An increased focus on risk and compliance has led to a proliferation of board committees. The main board should ensure a qualitative approach to governance, so there is a strong level of interaction with, and between, the various committees, says Tripp.
Boards and management teams should also be clear about what can be delegated, and boards should avoid practices that just represent box-ticking exercises that are no longer relevant to the way they operate.
They must also contend with changing accounting regimes, from GAAP to Solvency II and now IFRS 17, which is due to come into force in 2021. The implementation of IFRS 17, where relevant, will create disruption in the insurance industry and could prompt a fundamental redesign of the actuarial process.
The new rules will require a step change in the way insurers disclose information to make them more comparable with other industries. This will increase the burden of information for boards and management teams, and has implications for governance processes.
“Boards need to have the right level of expertise and training to understand how IFRS 17 affects their business,” says Tripp.
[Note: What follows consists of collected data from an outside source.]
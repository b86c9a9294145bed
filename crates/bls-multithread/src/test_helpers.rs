//! Deterministic stand-in for the BLS primitives.
//!
//! Keys and signatures are `u64`. A secret key is its own public key and
//! `sign(sk, msg) = sk * h(msg)` with wrapping arithmetic, so aggregation
//! (wrapping sum) and blinding (wrapping multiply) keep the verification
//! equation linear just like the real pairing does.

use crate::domain::entities::{RandomScalar, VerifySet};
use crate::domain::errors::VerificationError;
use crate::ports::outbound::Verifier;
use std::sync::atomic::{AtomicUsize, Ordering};
use std::time::Duration;

/// Public key rejected as malformed.
pub const INVALID_PUBLIC_KEY: u64 = 0;
/// Signature rejected by the group check.
pub const INVALID_SIGNATURE: u64 = u64::MAX;
/// Any verification over this message panics.
pub const PANIC_MESSAGE: &[u8] = b"panic";

/// FNV-1a, forced odd so it is never zero.
pub fn message_hash(message: &[u8]) -> u64 {
    let mut hash: u64 = 0xcbf2_9ce4_8422_2325;
    for byte in message {
        hash ^= u64::from(*byte);
        hash = hash.wrapping_mul(0x0100_0000_01b3);
    }
    hash | 1
}

/// `(public_key, signature)` for secret key `sk` over `message`.
pub fn keypair(sk: u64, message: &[u8]) -> (u64, u64) {
    (sk, sk.wrapping_mul(message_hash(message)))
}

/// Counts calls so tests can assert batching behaviour.
#[derive(Debug, Default)]
pub struct MockVerifier {
    verify_calls: AtomicUsize,
    batch_calls: AtomicUsize,
    multiply_calls: AtomicUsize,
    /// Optional delay inside every batch and verify call
    pub delay: Option<Duration>,
}

impl MockVerifier {
    pub fn with_delay(delay: Duration) -> Self {
        Self {
            delay: Some(delay),
            ..Self::default()
        }
    }

    pub fn verify_calls(&self) -> usize {
        self.verify_calls.load(Ordering::SeqCst)
    }

    pub fn batch_calls(&self) -> usize {
        self.batch_calls.load(Ordering::SeqCst)
    }

    pub fn multiply_calls(&self) -> usize {
        self.multiply_calls.load(Ordering::SeqCst)
    }

    /// Signature aggregated over several secret keys on one message.
    pub fn sign_aggregate(&self, sks: &[u64], message: &[u8]) -> u64 {
        sks.iter()
            .fold(0u64, |acc, sk| acc.wrapping_add(keypair(*sk, message).1))
    }

    fn pause(&self) {
        if let Some(delay) = self.delay {
            std::thread::sleep(delay);
        }
    }

    fn check(&self, message: &[u8], public_key: u64, signature: u64) -> Result<bool, VerificationError> {
        if message == PANIC_MESSAGE {
            panic!("mock verifier asked to panic");
        }
        if public_key == INVALID_PUBLIC_KEY {
            return Err(VerificationError::InvalidPublicKey {
                index: 0,
                reason: "zero key".to_string(),
            });
        }
        Ok(signature == public_key.wrapping_mul(message_hash(message)))
    }
}

impl Verifier for MockVerifier {
    type PublicKey = u64;
    type Signature = u64;

    fn verify(&self, message: &[u8], public_key: &u64, signature: &u64) -> Result<bool, VerificationError> {
        self.verify_calls.fetch_add(1, Ordering::SeqCst);
        self.pause();
        self.check(message, *public_key, *signature)
    }

    fn aggregate_public_keys(&self, public_keys: &[&u64]) -> Result<u64, VerificationError> {
        if public_keys.is_empty() {
            return Err(VerificationError::Aggregation("no public keys".to_string()));
        }
        public_keys.iter().enumerate().try_fold(0u64, |acc, (index, pk)| {
            if **pk == INVALID_PUBLIC_KEY {
                Err(VerificationError::InvalidPublicKey {
                    index,
                    reason: "zero key".to_string(),
                })
            } else {
                Ok(acc.wrapping_add(**pk))
            }
        })
    }

    fn aggregate_signatures(&self, signatures: &[&u64]) -> Result<u64, VerificationError> {
        if signatures.is_empty() {
            return Err(VerificationError::Aggregation("no signatures".to_string()));
        }
        signatures.iter().enumerate().try_fold(0u64, |acc, (index, sig)| {
            if **sig == INVALID_SIGNATURE {
                Err(VerificationError::InvalidSignature {
                    index,
                    reason: "not in group".to_string(),
                })
            } else {
                Ok(acc.wrapping_add(**sig))
            }
        })
    }

    fn verify_multiple_aggregate_signatures(
        &self,
        sets: &[VerifySet<u64, u64>],
    ) -> Result<bool, VerificationError> {
        self.batch_calls.fetch_add(1, Ordering::SeqCst);
        self.pause();
        let mut all_valid = true;
        for set in sets {
            all_valid &= self.check(&set.message, set.public_key, set.signature)?;
        }
        Ok(all_valid)
    }

    fn validate_signature(&self, signature: &u64) -> Result<(), VerificationError> {
        if *signature == INVALID_SIGNATURE {
            return Err(VerificationError::InvalidSignature {
                index: 0,
                reason: "not in group".to_string(),
            });
        }
        Ok(())
    }

    fn multiply_public_key(&self, public_key: &u64, scalar: &RandomScalar) -> Result<u64, VerificationError> {
        self.multiply_calls.fetch_add(1, Ordering::SeqCst);
        Ok(public_key.wrapping_mul(scalar.value()))
    }

    fn multiply_signature(&self, signature: &u64, scalar: &RandomScalar) -> Result<u64, VerificationError> {
        self.multiply_calls.fetch_add(1, Ordering::SeqCst);
        Ok(signature.wrapping_mul(scalar.value()))
    }
}
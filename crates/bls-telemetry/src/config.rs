//! Telemetry configuration from environment variables.

use serde::{Deserialize, Serialize};
use std::env;

/// Configuration for logging and metrics.
#[derive(Debug, Clone, PartialEq, Eq, Serialize, Deserialize)]
#[serde(default)]
pub struct TelemetryConfig {
    /// Service name attached to every log line
    pub service_name: String,

    /// Log level filter (trace, debug, info, warn, error) or a full
    /// `EnvFilter` directive
    pub log_level: String,

    /// Whether to emit JSON formatted logs
    pub json_logs: bool,
}

impl Default for TelemetryConfig {
    fn default() -> Self {
        Self {
            service_name: "bls-pool".to_string(),
            log_level: "info".to_string(),
            json_logs: false,
        }
    }
}

impl TelemetryConfig {
    /// Create configuration from environment variables.
    ///
    /// # Environment Variables
    ///
    /// - `OTEL_SERVICE_NAME`: Service name (default: bls-pool)
    /// - `BLS_LOG_LEVEL` or `RUST_LOG`: Log level (default: info)
    /// - `BLS_JSON_LOGS`: Enable JSON logs (default: false)
    pub fn from_env() -> Self {
        Self::from_lookup(|name| env::var(name).ok())
    }

    fn from_lookup<F>(lookup: F) -> Self
    where
        F: Fn(&str) -> Option<String>,
    {
        let defaults = Self::default();
        Self {
            service_name: lookup("OTEL_SERVICE_NAME").unwrap_or(defaults.service_name),

            log_level: lookup("BLS_LOG_LEVEL")
                .or_else(|| lookup("RUST_LOG"))
                .unwrap_or(defaults.log_level),

            json_logs: lookup("BLS_JSON_LOGS")
                .map(|v| v.to_lowercase() == "true" || v == "1")
                .unwrap_or(defaults.json_logs),
        }
    }
}
//! # BLS Verification Pool Service
//!
//! Application service that implements the `BlsVerificationApi` trait.
//!
//! ## Architecture
//!
//! This is the hexagonal "application service" that:
//! - Implements the inbound port (`BlsVerificationApi`)
//! - Hands groups of work requests to the outbound `WorkerRunner` port
//! - Delegates job preparation and verification semantics to the domain layer
//!
//! ## Flow
//!
//! ```text
//! caller ──▶ job ──▶ buffer (batchable only) ──▶ ready queue ──▶ dispatch tick
//!                        │ flush on timer or                        │
//!                        └─ on sig_count overflow                   ▼
//!   caller ◀── oneshot ◀── settle by position ◀── WorkerRunner ◀── requests
//! ```
//!
//! Queue and buffer sit behind one mutex that is never held across an await.
//! A semaphore with `pool_size` permits bounds the rounds in flight.

use crate::adapters::pool::RayonWorkerPool;
use crate::config::PoolConfig;
use crate::domain::chunk::chunkify_maximize_chunk_size;
use crate::domain::entities::{SameMessagePair, SignatureSet, VerifyOptions};
use crate::domain::errors::VerificationError;
use crate::domain::job::{prepare_work_request, DefaultJob, QueuedJob, SameMessageJob};
use crate::domain::linked_list::LinkedList;
use crate::domain::runner::verify_signature_sets_now;
use crate::ports::inbound::{BlsVerificationApi, VerificationFuture};
use crate::ports::outbound::{Verifier, WorkerRunner};
use bls_telemetry::PoolMetrics;
use parking_lot::Mutex;
use std::future;
use std::panic::{catch_unwind, AssertUnwindSafe};
use std::sync::Arc;
use std::time::{Duration, Instant};
use tokio::runtime::Handle;
use tokio::sync::Semaphore;
use tokio::task::AbortHandle;
use tracing::{debug, error, info, warn};

type Job<V> = QueuedJob<<V as Verifier>::PublicKey, <V as Verifier>::Signature>;

// =============================================================================
// Queue State
// =============================================================================

/// Batchable jobs collected until the flush timer fires or enough sets arrive.
struct JobBuffer<P, S> {
    id: u64,
    jobs: LinkedList<QueuedJob<P, S>>,
    prioritized_jobs: LinkedList<QueuedJob<P, S>>,
    sig_count: usize,
    first_push: Instant,
    flush_timer: AbortHandle,
}

impl<P, S> JobBuffer<P, S> {
    fn new(id: u64, flush_timer: AbortHandle) -> Self {
        Self {
            id,
            jobs: LinkedList::new(),
            prioritized_jobs: LinkedList::new(),
            sig_count: 0,
            first_push: Instant::now(),
            flush_timer,
        }
    }

    fn push(&mut self, job: QueuedJob<P, S>) {
        self.sig_count += job.signature_set_count();
        if job.opts().priority {
            self.prioritized_jobs.push(job);
        } else {
            self.jobs.push(job);
        }
    }

    fn job_count(&self) -> usize {
        self.jobs.len() + self.prioritized_jobs.len()
    }

    /// Cancel the timer and hand back every job, prioritized ones first.
    fn into_jobs(self) -> impl Iterator<Item = QueuedJob<P, S>> {
        self.flush_timer.abort();
        self.prioritized_jobs.into_iter().chain(self.jobs)
    }
}
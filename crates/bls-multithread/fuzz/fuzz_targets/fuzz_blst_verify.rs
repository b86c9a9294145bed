//! Fuzz target for the blst verifier.
//!
//! Points are decoded from raw bytes the way a caller would receive them off
//! the wire. Whatever decodes must go through verification and same-message
//! blinding without panicking, and verification must be deterministic.

#![no_main]

use blst::min_pk::{PublicKey, Signature};
use bls_multithread::{BlstVerifier, RandomScalar, Verifier};
use libfuzzer_sys::fuzz_target;

#[derive(Debug, arbitrary::Arbitrary)]
struct BlsFuzzInput {
    message: Vec<u8>,
    /// Compressed G1 point
    pubkey_bytes: [u8; 48],
    /// Compressed G2 point
    signature_bytes: [u8; 96],
}

fuzz_target!(|input: BlsFuzzInput| {
    let (Ok(public_key), Ok(signature)) = (
        PublicKey::from_bytes(&input.pubkey_bytes),
        Signature::from_bytes(&input.signature_bytes),
    ) else {
        return;
    };

    let verifier = BlstVerifier::new();
    let first = verifier.verify(&input.message, &public_key, &signature);
    let second = verifier.verify(&input.message, &public_key, &signature);
    assert_eq!(first, second);

    if verifier.validate_signature(&signature).is_ok() {
        let scalar = RandomScalar::random();
        let _ = verifier.multiply_public_key(&public_key, &scalar);
        let _ = verifier.multiply_signature(&signature, &scalar);
    }
});
//! # Domain Layer
//!
//! Scheduling data structures and the synchronous verification logic.
//! No threads, no timers: those live in the service and the adapters.

pub mod chunk;
pub mod entities;
pub mod errors;
pub mod job;
pub mod linked_list;
pub mod runner;
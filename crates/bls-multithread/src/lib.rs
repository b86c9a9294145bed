//! # BLS Multi-Threaded Verification Pool
//!
//! Verifies BLS12-381 signature sets on a pool of worker threads, batching
//! independent submissions together when callers allow it.
//!
//! ## Architecture
//!
//! This crate follows hexagonal architecture:
//! - **Domain Layer** (`domain/`): Jobs, the job queue list, chunking and the
//!   batch-then-retry runner. No I/O
//! - **Ports Layer** (`ports/`): The public API (`BlsVerificationApi`) and the
//!   `Verifier` / `WorkerRunner` seams
//! - **Adapters Layer** (`adapters/`): `blst` verifier, rayon worker pool
//! - **Service Layer** (`service.rs`): Buffering, dispatch and settlement
//!
//! ## Usage
//!
//! ```rust,ignore
//! use bls_multithread::{BlsMultiThreading, BlsVerificationApi, BlstVerifier, PoolConfig};
//!
//! let pool = BlsMultiThreading::new(BlstVerifier::new(), PoolConfig::from_env())?;
//! let valid = pool.verify_signature_sets(sets, VerifyOptions::batchable()).await?;
//! ```
//!
//! ## Security Notes
//!
//! - **Batch verification** blinds every set with a fresh non-zero 64-bit
//!   scalar so one invalid set cannot cancel out another
//! - **Same-message aggregation** group-checks every signature before use
//! - A failed batch is always re-verified set by set; `false` is never
//!   reported for a set that was not itself checked

pub mod adapters;
pub mod config;
pub mod domain;
pub mod ports;
pub mod service;

#[cfg(test)]
pub mod test_helpers;

// Re-export public API
pub use adapters::blst_verifier::{BlstVerifier, DST};
pub use adapters::pool::{InlineWorkerRunner, RayonWorkerPool};
pub use config::PoolConfig;
pub use domain::chunk::chunkify_maximize_chunk_size;
pub use domain::entities::{
    RandomScalar, SameMessagePair, SignatureSet, VerifyOptions, VerifySet, WorkBatchResult,
    WorkRequest, WorkResult,
};
pub use domain::errors::VerificationError;
pub use domain::linked_list::LinkedList;
pub use domain::runner::{run_work_requests, verify_signature_sets_now};
pub use ports::inbound::{BlsVerificationApi, VerificationFuture};
pub use ports::outbound::{Verifier, WorkerRunner};
pub use service::BlsMultiThreading;
//! Fuzz target for the job queue list.
//!
//! Replays an arbitrary operation sequence against `LinkedList` and a
//! `VecDeque` model; both must agree after every step.

#![no_main]

use bls_multithread::LinkedList;
use libfuzzer_sys::fuzz_target;
use std::collections::VecDeque;

#[derive(Debug, arbitrary::Arbitrary)]
enum Op {
    Push(u8),
    Unshift(u8),
    Pop,
    Shift,
    DeleteFirst(u8),
    DeleteLast(u8),
    Clear,
}

fuzz_target!(|ops: Vec<Op>| {
    let mut list = LinkedList::new();
    let mut model = VecDeque::new();

    for op in ops {
        match op {
            Op::Push(v) => {
                list.push(v);
                model.push_back(v);
            }
            Op::Unshift(v) => {
                list.unshift(v);
                model.push_front(v);
            }
            Op::Pop => assert_eq!(list.pop(), model.pop_back()),
            Op::Shift => assert_eq!(list.shift(), model.pop_front()),
            Op::DeleteFirst(v) => {
                let expected = model.iter().position(|x| *x == v).map(|i| model.remove(i));
                assert_eq!(list.delete_first(&v), expected.is_some());
            }
            Op::DeleteLast(v) => {
                let expected = model.iter().rposition(|x| *x == v).map(|i| model.remove(i));
                assert_eq!(list.delete_last(&v), expected.is_some());
            }
            Op::Clear => {
                list.clear();
                model.clear();
            }
        }

        assert_eq!(list.len(), model.len());
        assert_eq!(list.first(), model.front());
        assert_eq!(list.last(), model.back());
    }

    assert!(list.iter().eq(model.iter()));
});
//! # Verification Errors
//!
//! Error types for the verification pool, its work requests and the
//! verifier port.

use thiserror::Error;

/// Errors that can occur while scheduling or verifying signature sets.
///
/// The type is `Clone` because one error may settle several waiters, e.g.
/// every job rejected by `close()` or every job of a lost worker round.
#[derive(Debug, Clone, Error, PartialEq, Eq)]
pub enum VerificationError {
    /// `verify_signature_sets` was called with nothing to verify
    #[error("Empty signature set array")]
    EmptySignatureSets,

    /// A public key could not be aggregated or failed validation
    #[error("Invalid public key at index {index}: {reason}")]
    InvalidPublicKey { index: usize, reason: String },

    /// A signature could not be aggregated or failed its group check
    #[error("Invalid signature at index {index}: {reason}")]
    InvalidSignature { index: usize, reason: String },

    /// Aggregation failed for a reason not tied to a single input
    #[error("Aggregation failed: {0}")]
    Aggregation(String),

    /// The verifier raised an error while checking a set
    #[error("Verifier error: {0}")]
    Verifier(String),

    /// A worker panicked or went away while executing a request
    #[error("Worker error: {0}")]
    Worker(String),

    /// The pool was closed before the job was dispatched
    #[error("QUEUE_ABORTED")]
    QueueAborted,

    /// The worker returned fewer results than requests
    #[error("No job result for index {index}")]
    MissingResult { index: usize },

    /// The pool could not be built (thread pool, runtime, metrics)
    #[error("Pool setup failed: {0}")]
    Setup(String),
}

impl VerificationError {
    /// Build a worker error from a panic payload caught with `catch_unwind`.
    pub fn from_panic(payload: &(dyn std::any::Any + Send)) -> Self {
        let message = if let Some(s) = payload.downcast_ref::<&str>() {
            (*s).to_string()
        } else if let Some(s) = payload.downcast_ref::<String>() {
            s.clone()
        } else {
            "worker panicked".to_string()
        };
        Self::Worker(message)
    }

    /// Re-point an input error at `index` of the caller's list.
    ///
    /// Verifier calls on a single item report index 0; callers iterating a
    /// list use this to name the real position. Other variants pass through.
    pub fn at_index(self, index: usize) -> Self {
        match self {
            Self::InvalidPublicKey { reason, .. } => Self::InvalidPublicKey { index, reason },
            Self::InvalidSignature { reason, .. } => Self::InvalidSignature { index, reason },
            other => other,
        }
    }
}
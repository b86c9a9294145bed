//! Structured logging setup.
//!
//! Installs a global `tracing` subscriber: an `EnvFilter` taken from
//! `RUST_LOG` when set, otherwise from the configured level, and a `fmt` layer
//! that writes JSON lines or human-readable output.

use crate::{TelemetryConfig, TelemetryError};
use tracing_subscriber::{layer::SubscriberExt, util::SubscriberInitExt, EnvFilter};

/// Build the filter for `config`.
pub fn env_filter(config: &TelemetryConfig) -> Result<EnvFilter, TelemetryError> {
    EnvFilter::try_from_default_env()
        .or_else(|_| EnvFilter::try_new(&config.log_level))
        .map_err(|e| TelemetryError::LoggingInit(e.to_string()))
}

/// Install the global subscriber.
///
/// # Errors
/// * `LoggingInit` - the filter is invalid or a subscriber is already set
pub fn init_logging(config: &TelemetryConfig) -> Result<(), TelemetryError> {
    let filter = env_filter(config)?;

    if config.json_logs {
        // JSON output for containers/production
        let json_layer = tracing_subscriber::fmt::layer()
            .json()
            .with_target(true)
            .with_thread_ids(true)
            .with_thread_names(true);

        tracing_subscriber::registry()
            .with(filter)
            .with(json_layer)
            .try_init()
            .map_err(|e| TelemetryError::LoggingInit(e.to_string()))?;
    } else {
        // Pretty output for development
        let fmt_layer = tracing_subscriber::fmt::layer()
            .with_target(true)
            .with_thread_names(true)
            .with_ansi(true);

        tracing_subscriber::registry()
            .with(filter)
            .with(fmt_layer)
            .try_init()
            .map_err(|e| TelemetryError::LoggingInit(e.to_string()))?;
    }

    tracing::info!(
        service = %config.service_name,
        level = %config.log_level,
        json = config.json_logs,
        "Logging initialized"
    );
    Ok(())
}
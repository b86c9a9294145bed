//! # Outbound Ports (Driven Ports / SPI)
//!
//! Traits that define what the verification pool depends on: the BLS
//! primitives and the workers that run them.

use crate::domain::entities::{RandomScalar, VerifySet, WorkBatchResult, WorkRequest};
use crate::domain::errors::VerificationError;
use async_trait::async_trait;

/// Synchronous BLS12-381 primitives.
///
/// Implementations hold no per-call state and may be called from any worker
/// thread at once.
pub trait Verifier: Send + Sync + 'static {
    /// Public key type (G1 point for min-pk BLS)
    type PublicKey: Clone + Send + Sync + 'static;
    /// Signature type (G2 point for min-pk BLS)
    type Signature: Clone + Send + Sync + 'static;

    /// Verify one signature over one message.
    ///
    /// Returns `Ok(false)` for a well-formed but wrong signature.
    fn verify(
        &self,
        message: &[u8],
        public_key: &Self::PublicKey,
        signature: &Self::Signature,
    ) -> Result<bool, VerificationError>;

    /// Aggregate public keys into one.
    ///
    /// # Errors
    /// * `InvalidPublicKey` naming the index of the offending key
    fn aggregate_public_keys(
        &self,
        public_keys: &[&Self::PublicKey],
    ) -> Result<Self::PublicKey, VerificationError>;

    /// Aggregate signatures into one.
    ///
    /// # Errors
    /// * `InvalidSignature` naming the index of the offending signature
    fn aggregate_signatures(
        &self,
        signatures: &[&Self::Signature],
    ) -> Result<Self::Signature, VerificationError>;

    /// Verify many sets at once with random blinding.
    ///
    /// `Ok(true)` only if every set is valid.
    fn verify_multiple_aggregate_signatures(
        &self,
        sets: &[VerifySet<Self::PublicKey, Self::Signature>],
    ) -> Result<bool, VerificationError>;

    /// Subgroup check of a signature.
    fn validate_signature(&self, signature: &Self::Signature) -> Result<(), VerificationError>;

    /// Multiply a public key by a blinding scalar.
    fn multiply_public_key(
        &self,
        public_key: &Self::PublicKey,
        scalar: &RandomScalar,
    ) -> Result<Self::PublicKey, VerificationError>;

    /// Multiply a signature by a blinding scalar.
    fn multiply_signature(
        &self,
        signature: &Self::Signature,
        scalar: &RandomScalar,
    ) -> Result<Self::Signature, VerificationError>;
}

/// Executes groups of work requests off the caller's task.
///
/// Results are positionally aligned with the input. An `Err` means the whole
/// call was lost (worker gone) and no per-request result is available.
#[async_trait]
pub trait WorkerRunner<V: Verifier>: Send + Sync {
    /// Number of workers backing this runner.
    fn pool_size(&self) -> usize;

    /// Run a group of requests with batch-then-retry semantics.
    async fn run_work_requests(
        &self,
        requests: Vec<WorkRequest<V::PublicKey, V::Signature>>,
    ) -> Result<WorkBatchResult, VerificationError>;
}
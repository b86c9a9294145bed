//! # Worker Runners
//!
//! `WorkerRunner` implementations: a dedicated rayon thread pool for
//! production, and an in-task runner for tests and single-threaded embedding.

use crate::config::PoolConfig;
use crate::domain::entities::{WorkBatchResult, WorkRequest};
use crate::domain::errors::VerificationError;
use crate::domain::runner::run_work_requests;
use crate::ports::outbound::{Verifier, WorkerRunner};
use async_trait::async_trait;
use rayon::{ThreadPool, ThreadPoolBuilder};
use std::sync::Arc;
use tokio::sync::oneshot;
use tracing::{debug, error};

/// Runs work requests on a fixed-size rayon thread pool.
///
/// Each call occupies one pool thread for the whole group; the result comes
/// back to the awaiting task over a one-shot channel.
pub struct RayonWorkerPool<V: Verifier> {
    pool: ThreadPool,
    verifier: Arc<V>,
    pool_size: usize,
    batchable_min_per_chunk: usize,
}

impl<V: Verifier> RayonWorkerPool<V> {
    /// Build a pool of `config.pool_size` threads named `bls-worker-{i}`.
    ///
    /// # Errors
    /// * `Setup` - the threads could not be spawned
    pub fn new(verifier: Arc<V>, config: &PoolConfig) -> Result<Self, VerificationError> {
        let pool_size = config.pool_size.max(1);
        let pool = ThreadPoolBuilder::new()
            .num_threads(pool_size)
            .thread_name(|i| format!("bls-worker-{i}"))
            .panic_handler(|payload| {
                let err = VerificationError::from_panic(payload.as_ref());
                error!(error = %err, "[bls-pool] worker thread panicked");
            })
            .build()
            .map_err(|e| VerificationError::Setup(e.to_string()))?;

        debug!(pool_size, "[bls-pool] worker threads started");
        Ok(Self {
            pool,
            verifier,
            pool_size,
            batchable_min_per_chunk: config.batchable_min_per_chunk,
        })
    }
}

#[async_trait]
impl<V: Verifier> WorkerRunner<V> for RayonWorkerPool<V> {
    fn pool_size(&self) -> usize {
        self.pool_size
    }

    async fn run_work_requests(
        &self,
        requests: Vec<WorkRequest<V::PublicKey, V::Signature>>,
    ) -> Result<WorkBatchResult, VerificationError> {
        let (tx, rx) = oneshot::channel();
        let verifier = Arc::clone(&self.verifier);
        let min_per_chunk = self.batchable_min_per_chunk;

        self.pool.spawn(move || {
            let result = run_work_requests(verifier.as_ref(), &requests, min_per_chunk);
            if tx.send(result).is_err() {
                debug!("[bls-pool] round abandoned before worker finished");
            }
        });

        // A dropped sender means the worker died mid-round
        rx.await
            .map_err(|_| VerificationError::Worker("worker terminated".to_string()))
    }
}

/// Runs work requests directly on the awaiting task.
pub struct InlineWorkerRunner<V: Verifier> {
    verifier: Arc<V>,
    pool_size: usize,
    batchable_min_per_chunk: usize,
}

impl<V: Verifier> InlineWorkerRunner<V> {
    pub fn new(verifier: Arc<V>, config: &PoolConfig) -> Self {
        Self {
            verifier,
            pool_size: config.pool_size.max(1),
            batchable_min_per_chunk: config.batchable_min_per_chunk,
        }
    }
}

#[async_trait]
impl<V: Verifier> WorkerRunner<V> for InlineWorkerRunner<V> {
    fn pool_size(&self) -> usize {
        self.pool_size
    }

    async fn run_work_requests(
        &self,
        requests: Vec<WorkRequest<V::PublicKey, V::Signature>>,
    ) -> Result<WorkBatchResult, VerificationError> {
        Ok(run_work_requests(
            self.verifier.as_ref(),
            &requests,
            self.batchable_min_per_chunk,
        ))
    }
}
The change will also present opportunities. Any redesign of the actuarial process could present an opportunity to introduce or increase automation, thereby increasing the capacity to focus on providing timely business insight. Boards should be aware of the technological opportunities that such changes bring.
Such is the breadth of stakeholders in today’s financial services industry that management teams risk being over-burdened with unnecessary targets and key performance indicators. Tier-one capital targets and leverage ratio targets must be met to satisfy regulators, so it is important that teams are not constrained by too many targets that stifle their ability to grow and run their businesses. Excessive targets put pressure on management teams to deliver quarter-to-quarter, and may may hamper long-term strategic vision and best practice.
“Key performance indicators are an important way to measure performance and strategic progress and inform decision-making,” says Tripp. “But it’s important to narrow the focus to a number of meaningful KPIs that enable 360-degree evaluation, holding the executive team accountable.”
The financial crisis proved that global financial institutions were too big to fail. A decade on, the industry has become safer but more complex, raising the question of whether it is too difficult to manage.
Robust governance and a breadth of board expertise which reflects strong technical expertise, as well as borrowing from the insights and experiences of other industries, will be more important than ever.